Description
One nice thing about Cython is that you can have a single .pyx
file, two lines in setup.py
and one line in requirements.txt
, and you're good. With PyO3, you need a Cargo.toml, configured a particular way (cdylib), and so it's just a bit more ceremony than Cython for simple cases.
Maturin is great for standalone libraries, but doesn't help simplify the case of adding a quick extension to an existing Python project.

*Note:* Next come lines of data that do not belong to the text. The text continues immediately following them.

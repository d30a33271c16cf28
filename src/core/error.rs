//! Purpose: Error model shared by the resolver, handles, and the CLI.
//! Exports: `Error`, `ErrorKind`, `to_exit_code`.
//! Invariants: Every kind maps to one stable exit code.
//! Invariants: Causes are carried through `source()`, never flattened away.
use std::error::Error as StdError;
use std::fmt;
use std::path::{Path, PathBuf};

#[derive(Clone, Copy, Debug, Eq, PartialEq)]
pub enum ErrorKind {
    Internal,
    Usage,
    Io,
    LibraryLoad,
    ResourceExtraction,
    SymbolNotFound,
    UseAfterDispose,
    Native,
}

#[derive(Debug)]
pub struct Error {
    kind: ErrorKind,
    message: Option<String>,
    hint: Option<String>,
    path: Option<PathBuf>,
    source: Option<Box<dyn StdError + Send + Sync>>,
}

impl Error {
    pub fn new(kind: ErrorKind) -> Self {
        Self {
            kind,
            message: None,
            hint: None,
            path: None,
            source: None,
        }
    }

    pub fn kind(&self) -> ErrorKind {
        self.kind
    }

    pub fn message(&self) -> Option<&str> {
        self.message.as_deref()
    }

    pub fn hint(&self) -> Option<&str> {
        self.hint.as_deref()
    }

    pub fn path(&self) -> Option<&Path> {
        self.path.as_deref()
    }

    /// Display text of each error in the `source()` chain, outermost first.
    pub fn causes(&self) -> Vec<String> {
        let mut causes = Vec::new();
        let mut cur = StdError::source(self);
        while let Some(source) = cur {
            causes.push(source.to_string());
            cur = source.source();
        }
        causes
    }

    pub fn with_message(mut self, message: impl Into<String>) -> Self {
        self.message = Some(message.into());
        self
    }

    pub fn with_hint(mut self, hint: impl Into<String>) -> Self {
        self.hint = Some(hint.into());
        self
    }

    pub fn with_path(mut self, path: impl Into<PathBuf>) -> Self {
        self.path = Some(path.into());
        self
    }

    pub fn with_source(mut self, source: impl StdError + Send + Sync + 'static) -> Self {
        self.source = Some(Box::new(source));
        self
    }
}

impl fmt::Display for Error {
    fn fmt(&self, f: &mut fmt::Formatter<'_>) -> fmt::Result {
        write!(f, "{:?}", self.kind)?;
        if let Some(message) = &self.message {
            write!(f, ": {message}")?;
        }
        if let Some(path) = &self.path {
            write!(f, " (path: {})", path.display())?;
        }
        Ok(())
    }
}

impl StdError for Error {
    fn source(&self) -> Option<&(dyn StdError + 'static)> {
        self.source
            .as_ref()
            .map(|source| source.as_ref() as &(dyn StdError + 'static))
    }
}

pub fn to_exit_code(kind: ErrorKind) -> i32 {
    match kind {
        ErrorKind::Internal => 1,
        ErrorKind::Usage => 2,
        ErrorKind::Io => 3,
        ErrorKind::LibraryLoad => 4,
        ErrorKind::ResourceExtraction => 5,
        ErrorKind::SymbolNotFound => 6,
        ErrorKind::UseAfterDispose => 7,
        ErrorKind::Native => 8,
    }
}
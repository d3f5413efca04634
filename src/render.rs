use crate::aggregate::{CerberusVerdict, ReviewerOutcome};
use crate::github::PrComment;
use crate::overrides::short_sha;
use crate::verdict::{ReviewerVerdict, SkipKind, VerdictKind};

pub const VERDICT_MARKER: &str = "<!-- cerberus:verdict -->";

/// Cap on inline review annotations extracted from findings.
pub const MAX_INLINE_ANNOTATIONS: usize = 30;

pub fn reviewer_marker(perspective: &str) -> String {
    format!("<!-- cerberus:{perspective} -->")
}

/// Locate an existing comment by marker substring. The read half of the
/// upsert contract.
pub fn find_marker_comment<'a>(comments: &'a [PrComment], marker: &str) -> Option<&'a PrComment> {
    comments.iter().find(|c| c.body.contains(marker))
}

fn verdict_icon(verdict: VerdictKind) -> &'static str {
    match verdict {
        VerdictKind::Pass => "✅",
        VerdictKind::Warn => "⚠️",
        VerdictKind::Fail => "❌",
        VerdictKind::Skip => "⏭️",
    }
}

fn skip_banner(verdict: &ReviewerVerdict) -> Option<String> {
    let kind = verdict.skip_kind()?;
    let finding = verdict.findings.first();
    let title = finding.map(|f| f.title.as_str()).unwrap_or("UNKNOWN");
    let detail = finding.map(|f| f.description.as_str()).unwrap_or("");
    let banner = match kind {
        SkipKind::Timeout => format!("> ⏱️ **Reviewer timed out.** {detail}"),
        SkipKind::ApiError => match title {
            "API_CREDITS_DEPLETED" => {
                "> 💳 **API credits depleted.** The reviewer could not run; no fallback model was attempted.".to_string()
            }
            "API_KEY_INVALID" => {
                "> 🔑 **API key invalid.** Check the repository secret configured for cerberus.".to_string()
            }
            other => format!("> 🚫 **API error ({other}).** {detail}"),
        },
        SkipKind::ParseFailure => {
            "> 🧩 **Unparseable output.** The reviewer replied but produced no valid verdict JSON; raw text is preserved in the artifact.".to_string()
        }
    };
    Some(banner)
}

fn finding_line(f: &crate::verdict::Finding) -> String {
    let anchor = if f.file.is_empty() {
        String::new()
    } else if f.line > 0 {
        format!(" `{}:{}`", f.file, f.line)
    } else {
        format!(" `{}`", f.file)
    };
    let mut line = format!("- **{}** [{}]{anchor} — {}", f.severity.label(), f.category, f.title);
    if !f.description.is_empty() {
        line.push_str(&format!("\n  {}", f.description.replace('\n', "\n  ")));
    }
    if !f.suggestion.is_empty() {
        line.push_str(&format!("\n  _Suggestion:_ {}", f.suggestion.replace('\n', " ")));
    }
    line
}

fn model_line(v: &ReviewerVerdict) -> String {
    if v.model_used.is_empty() {
        return String::new();
    }
    if v.fallback_used {
        format!(
            "_model: `{}` (fallback from `{}`) · {:.0}s_",
            v.model_used, v.primary_model, v.runtime_seconds
        )
    } else {
        format!("_model: `{}` · {:.0}s_", v.model_used, v.runtime_seconds)
    }
}

fn reviewer_section(outcome: &ReviewerOutcome) -> String {
    let v = &outcome.verdict;
    let mut summary_line = format!(
        "{} <b>{}</b> — {}: {}",
        verdict_icon(v.verdict),
        v.reviewer,
        v.perspective,
        v.verdict
    );
    if outcome.critical {
        summary_line.push_str(" (critical)");
    }
    if outcome.overridden {
        summary_line.push_str(" — overridden, non-blocking");
    }

    let mut body = String::new();
    if let Some(banner) = skip_banner(v) {
        body.push_str(&banner);
        body.push_str("\n\n");
    } else {
        if !v.summary.is_empty() {
            body.push_str(&v.summary);
            body.push_str("\n\n");
        }
        if v.findings.is_empty() {
            body.push_str("No findings.\n\n");
        } else {
            for f in &v.findings {
                body.push_str(&finding_line(f));
                body.push('\n');
            }
            body.push('\n');
        }
    }
    let model = model_line(v);
    if !model.is_empty() {
        body.push_str(&model);
        body.push('\n');
    }

    format!("<details>\n<summary>{summary_line}</summary>\n\n{body}</details>\n")
}

/// Render the single PR verdict comment. Pure function of the verdict; the
/// marker makes the upsert idempotent.
pub fn render_verdict_comment(cv: &CerberusVerdict) -> String {
    let mut out = String::new();
    out.push_str(VERDICT_MARKER);
    out.push('\n');
    out.push_str(&format!(
        "## {} Cerberus verdict: {}\n\n",
        verdict_icon(cv.verdict),
        cv.verdict
    ));
    out.push_str(&format!("HEAD: `{}`\n\n", short_sha(&cv.head_sha)));

    if let Some(wave) = &cv.wave {
        let gate = match wave.next_wave.as_deref() {
            None => format!("Wave `{}` (final wave).", wave.wave),
            Some(next) if wave.next_wave_allowed => {
                format!("Wave `{}` — next wave `{next}` may run.", wave.wave)
            }
            Some(next) => format!(
                "Wave `{}` — next wave `{next}` gated (findings at {} or above).",
                wave.wave,
                wave.gate_severity.label().to_lowercase()
            ),
        };
        out.push_str(&gate);
        out.push_str("\n\n");
    }

    if !cv.overrides.applied.is_empty() {
        out.push_str("**Applied overrides**\n\n");
        for o in &cv.overrides.applied {
            out.push_str(&format!(
                "- @{} overrode {} at `{}`: {}\n",
                o.actor,
                o.reviewers.join(", "),
                short_sha(&o.sha),
                o.reason.replace('\n', " ")
            ));
        }
        out.push('\n');
    }
    if !cv.overrides.rejected.is_empty() {
        out.push_str("**Rejected overrides**\n\n");
        for o in &cv.overrides.rejected {
            out.push_str(&format!("- @{} (`{}`): {}\n", o.actor, short_sha(&o.sha), o.rejection));
        }
        out.push('\n');
    }

    for outcome in &cv.reviewers {
        out.push_str(&reviewer_section(outcome));
    }
    out
}

/// Render one reviewer's standalone comment, marked per perspective.
pub fn render_reviewer_comment(outcome: &ReviewerOutcome) -> String {
    format!(
        "{}\n{}",
        reviewer_marker(&outcome.verdict.perspective),
        reviewer_section(outcome)
    )
}

#[derive(Debug, Clone, PartialEq, Eq)]
pub struct InlineAnnotation {
    pub file: String,
    pub line: u64,
    pub body: String,
}

/// Findings that can anchor to a diff position, most severe first, capped.
pub fn inline_annotations(cv: &CerberusVerdict) -> Vec<InlineAnnotation> {
    let mut anchored: Vec<(&crate::verdict::Finding, &str)> = cv
        .reviewers
        .iter()
        .flat_map(|o| {
            o.verdict
                .findings
                .iter()
                .map(move |f| (f, o.verdict.reviewer.as_str()))
        })
        .filter(|(f, _)| !f.file.is_empty() && f.line > 0)
        .collect();
    anchored.sort_by(|(a, _), (b, _)| b.severity.cmp(&a.severity));
    anchored
        .into_iter()
        .take(MAX_INLINE_ANNOTATIONS)
        .map(|(f, reviewer)| InlineAnnotation {
            file: f.file.clone(),
            line: f.line,
            body: format!("**{}** ({reviewer}): {} — {}", f.severity.label(), f.title, f.description),
        })
        .collect()
}
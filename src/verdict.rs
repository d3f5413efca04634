use serde::{Deserialize, Serialize};

/// Finding severity, ordered from least to most severe so that
/// comparisons like `severity >= gate` read naturally.
#[derive(Debug, Clone, Copy, PartialEq, Eq, PartialOrd, Ord, Serialize, Deserialize)]
#[serde(rename_all = "lowercase")]
pub enum Severity {
    Info,
    Minor,
    Major,
    Critical,
}

impl Severity {
    /// Lenient parse used during normalization: anything outside the
    /// enumerated set collapses to `info`.
    pub fn parse_lenient(s: &str) -> Severity {
        match s.trim().to_lowercase().as_str() {
            "critical" => Severity::Critical,
            "major" => Severity::Major,
            "minor" => Severity::Minor,
            _ => Severity::Info,
        }
    }

    pub fn label(&self) -> &'static str {
        match self {
            Severity::Critical => "CRITICAL",
            Severity::Major => "MAJOR",
            Severity::Minor => "MINOR",
            Severity::Info => "INFO",
        }
    }
}

/// The four-valued verdict shared by reviewers and the cerberus level.
#[derive(Debug, Clone, Copy, PartialEq, Eq, Serialize, Deserialize)]
#[serde(rename_all = "UPPERCASE")]
pub enum VerdictKind {
    Pass,
    Warn,
    Fail,
    Skip,
}

impl std::fmt::Display for VerdictKind {
    fn fmt(&self, f: &mut std::fmt::Formatter<'_>) -> std::fmt::Result {
        let s = match self {
            VerdictKind::Pass => "PASS",
            VerdictKind::Warn => "WARN",
            VerdictKind::Fail => "FAIL",
            VerdictKind::Skip => "SKIP",
        };
        write!(f, "{s}")
    }
}

impl VerdictKind {
    pub fn parse(s: &str) -> Option<VerdictKind> {
        match s.trim().to_uppercase().as_str() {
            "PASS" => Some(VerdictKind::Pass),
            "WARN" => Some(VerdictKind::Warn),
            "FAIL" => Some(VerdictKind::Fail),
            "SKIP" => Some(VerdictKind::Skip),
            _ => None,
        }
    }
}

/// Why a reviewer produced no normal verdict.
#[derive(Debug, Clone, Copy, PartialEq, Eq, Serialize, Deserialize)]
#[serde(rename_all = "snake_case")]
pub enum SkipKind {
    Timeout,
    ApiError,
    ParseFailure,
}

impl SkipKind {
    pub fn category(&self) -> &'static str {
        match self {
            SkipKind::Timeout => "timeout",
            SkipKind::ApiError => "api_error",
            SkipKind::ParseFailure => "parse_failure",
        }
    }
}

#[derive(Debug, Clone, Copy, PartialEq, Eq, Default, Serialize, Deserialize)]
#[serde(rename_all = "kebab-case")]
pub enum FindingScope {
    #[default]
    Diff,
    DefaultsChange,
}

/// Only findings at or above this confidence count toward threshold rules.
pub const CONFIDENCE_THRESHOLD: f64 = 0.7;

fn default_finding_confidence() -> f64 {
    1.0
}

fn is_default_confidence(c: &f64) -> bool {
    *c == 1.0
}

#[derive(Debug, Clone, PartialEq, Serialize, Deserialize)]
pub struct Finding {
    pub severity: Severity,
    pub category: String,
    #[serde(default)]
    pub file: String,
    #[serde(default)]
    pub line: u64,
    pub title: String,
    pub description: String,
    #[serde(default, skip_serializing_if = "String::is_empty")]
    pub suggestion: String,
    #[serde(default, skip_serializing_if = "Option::is_none")]
    pub evidence: Option<String>,
    #[serde(default, skip_serializing_if = "is_diff_scope")]
    pub scope: FindingScope,
    #[serde(default, skip_serializing_if = "Option::is_none")]
    pub suggestion_verified: Option<bool>,
    #[serde(
        default = "default_finding_confidence",
        skip_serializing_if = "is_default_confidence"
    )]
    pub confidence: f64,
}

fn is_diff_scope(s: &FindingScope) -> bool {
    *s == FindingScope::Diff
}

impl Finding {
    /// A minimal finding used for SKIP synthesis and aggregator banners.
    pub fn synthetic(severity: Severity, category: &str, title: &str, description: &str) -> Self {
        Finding {
            severity,
            category: category.to_string(),
            file: String::new(),
            line: 0,
            title: title.to_string(),
            description: description.to_string(),
            suggestion: String::new(),
            evidence: None,
            scope: FindingScope::Diff,
            suggestion_verified: None,
            confidence: 1.0,
        }
    }
}

#[derive(Debug, Clone, Copy, PartialEq, Eq, Default, Serialize, Deserialize)]
pub struct Stats {
    #[serde(default)]
    pub files_reviewed: u64,
    #[serde(default)]
    pub files_with_issues: u64,
    #[serde(default)]
    pub critical: u64,
    #[serde(default)]
    pub major: u64,
    #[serde(default)]
    pub minor: u64,
    #[serde(default)]
    pub info: u64,
}

impl Stats {
    /// Recount severity totals from a normalized finding list, keeping the
    /// model-supplied file counts.
    pub fn recounted(&self, findings: &[Finding]) -> Stats {
        let mut out = Stats {
            files_reviewed: self.files_reviewed,
            files_with_issues: self.files_with_issues,
            ..Stats::default()
        };
        for f in findings {
            match f.severity {
                Severity::Critical => out.critical += 1,
                Severity::Major => out.major += 1,
                Severity::Minor => out.minor += 1,
                Severity::Info => out.info += 1,
            }
        }
        out
    }
}

/// The primary per-reviewer artifact: a parsed, normalized verdict plus the
/// metadata the pipeline attaches on the way through.
#[derive(Debug, Clone, PartialEq, Serialize, Deserialize)]
pub struct ReviewerVerdict {
    pub reviewer: String,
    pub perspective: String,
    pub verdict: VerdictKind,
    pub confidence: f64,
    pub summary: String,
    pub findings: Vec<Finding>,
    pub stats: Stats,
    #[serde(default)]
    pub runtime_seconds: f64,
    #[serde(default)]
    pub model_used: String,
    #[serde(default)]
    pub primary_model: String,
    #[serde(default)]
    pub fallback_used: bool,
    #[serde(default, skip_serializing_if = "Option::is_none")]
    pub raw_review: Option<String>,
}

impl ReviewerVerdict {
    /// The skip subtype, when this is a SKIP verdict. Derived from the
    /// synthetic finding's category.
    pub fn skip_kind(&self) -> Option<SkipKind> {
        if self.verdict != VerdictKind::Skip {
            return None;
        }
        self.findings.first().and_then(|f| match f.category.as_str() {
            "timeout" => Some(SkipKind::Timeout),
            "api_error" => Some(SkipKind::ApiError),
            "parse_failure" => Some(SkipKind::ParseFailure),
            _ => None,
        })
    }
}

To solve this, one could imagine single-file Rust extension modules, inspired by https://github.com/rust-lang/rfcs/blob/master/text/3424-cargo-script.md (and see the references to existing tools that predate the RFC, mostly for executables). You might then have:
setup.py
mypackage/
__init__.py
module.py
_extension.rs
And the setup.py
is modified to point at _extension.rs
, much like you would with Cython, rather than pointing at Cargo.toml
as it normally does:
from setuptools import setup
from setuptools_rust import Binding, RustSingleFileExtension
setup(
name="mypackage",
version="1.0",
rust_extensions=[RustSingleFileExtension("mypackage._extension", binding=Binding.PyO3)],
packages=["mypackage"],
# rust extensions are not zip safe, just like C-extensions.
zip_safe=False,
)
The _extension.rs
might look like this:
//! ```cargo
//! [dependencies]
//! pyo3 = "0.19"
//! ```
use pyo3::prelude::*;
/// Formats the sum of two numbers as string.
#[pyfunction]
fn sum_as_string(a: usize, b: usize) -> PyResult<String> {
Ok((a + b).to_string())
}
/// A Python module implemented in Rust.
#[pymodule]
fn _extension(_py: Python, m: &PyModule) -> PyResult<()> {
m.add_function(wrap_pyfunction!(sum_as_string, m)?)?;
Ok(())
}
Once you start thinking about lock files this starts getting more complicated, they could be auto-generated as mypackage/_extension.rs.lock
, and you'd need some way to update them... conceivably could outsource that to Cargo eventually if the feature becomes non-experimental and they are willing to add a new use case.